» **TASK INSTRUCTIONS**
Down to the last line, copy the records below without any change.

» **Entries taken from a collection**
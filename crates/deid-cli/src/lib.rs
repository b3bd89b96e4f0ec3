//! CLI library components for the de-identification tool.

pub mod cli;
pub mod commands;
pub mod config;
pub mod logging;
pub mod summary;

» **RESULT OF THE TASK**
filename crates/deid-cli/src/lib.rs
repository b3bd89b96e4f0ec3
//! CLI library components for the de-identification tool.

pub mod cli;
pub mod commands;
pub mod config;
pub mod logging;
pub mod summary;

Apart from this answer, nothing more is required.